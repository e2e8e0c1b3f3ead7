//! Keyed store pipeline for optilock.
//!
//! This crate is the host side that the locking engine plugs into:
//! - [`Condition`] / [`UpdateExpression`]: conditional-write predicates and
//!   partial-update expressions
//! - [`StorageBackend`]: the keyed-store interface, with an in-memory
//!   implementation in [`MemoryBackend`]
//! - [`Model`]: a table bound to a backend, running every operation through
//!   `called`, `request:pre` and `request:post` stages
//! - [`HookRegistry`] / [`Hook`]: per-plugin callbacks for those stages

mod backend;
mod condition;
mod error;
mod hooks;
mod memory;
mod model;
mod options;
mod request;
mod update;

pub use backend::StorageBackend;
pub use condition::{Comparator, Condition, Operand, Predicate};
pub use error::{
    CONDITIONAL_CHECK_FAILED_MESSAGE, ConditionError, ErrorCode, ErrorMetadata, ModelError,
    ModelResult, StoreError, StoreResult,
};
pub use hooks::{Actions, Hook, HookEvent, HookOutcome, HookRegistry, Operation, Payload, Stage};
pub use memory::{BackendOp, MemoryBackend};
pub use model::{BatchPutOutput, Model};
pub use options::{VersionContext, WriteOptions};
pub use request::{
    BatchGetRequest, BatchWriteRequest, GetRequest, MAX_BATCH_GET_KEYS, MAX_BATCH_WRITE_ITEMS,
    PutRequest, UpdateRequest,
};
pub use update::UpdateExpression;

:::::

The expected answer is the complete material, restated exactly.

repository e2e8e0c1b3f3ead7
//! Keyed store pipeline for optilock.
//!
//! This crate is the host side that the locking engine plugs into:
//! - [`Condition`] / [`UpdateExpression`]: conditional-write predicates and
//!   partial-update expressions
//! - [`StorageBackend`]: the keyed-store interface, with an in-memory
//!   implementation in [`MemoryBackend`]
//! - [`Model`]: a table bound to a backend, running every operation through
//!   `called`, `request:pre` and `request:post` stages
//! - [`HookRegistry`] / [`Hook`]: per-plugin callbacks for those stages

mod backend;
mod condition;
mod error;
mod hooks;
mod memory;
mod model;
mod options;
mod request;
mod update;

pub use backend::StorageBackend;
pub use condition::{Comparator, Condition, Operand, Predicate};
pub use error::{
    CONDITIONAL_CHECK_FAILED_MESSAGE, ConditionError, ErrorCode, ErrorMetadata, ModelError,
    ModelResult, StoreError, StoreResult,
};
pub use hooks::{Actions, Hook, HookEvent, HookOutcome, HookRegistry, Operation, Payload, Stage};
pub use memory::{BackendOp, MemoryBackend};
pub use model::{BatchPutOutput, Model};
pub use options::{VersionContext, WriteOptions};
pub use request::{
    BatchGetRequest, BatchWriteRequest, GetRequest, MAX_BATCH_GET_KEYS, MAX_BATCH_WRITE_ITEMS,
    PutRequest, UpdateRequest,
};
pub use update::UpdateExpression;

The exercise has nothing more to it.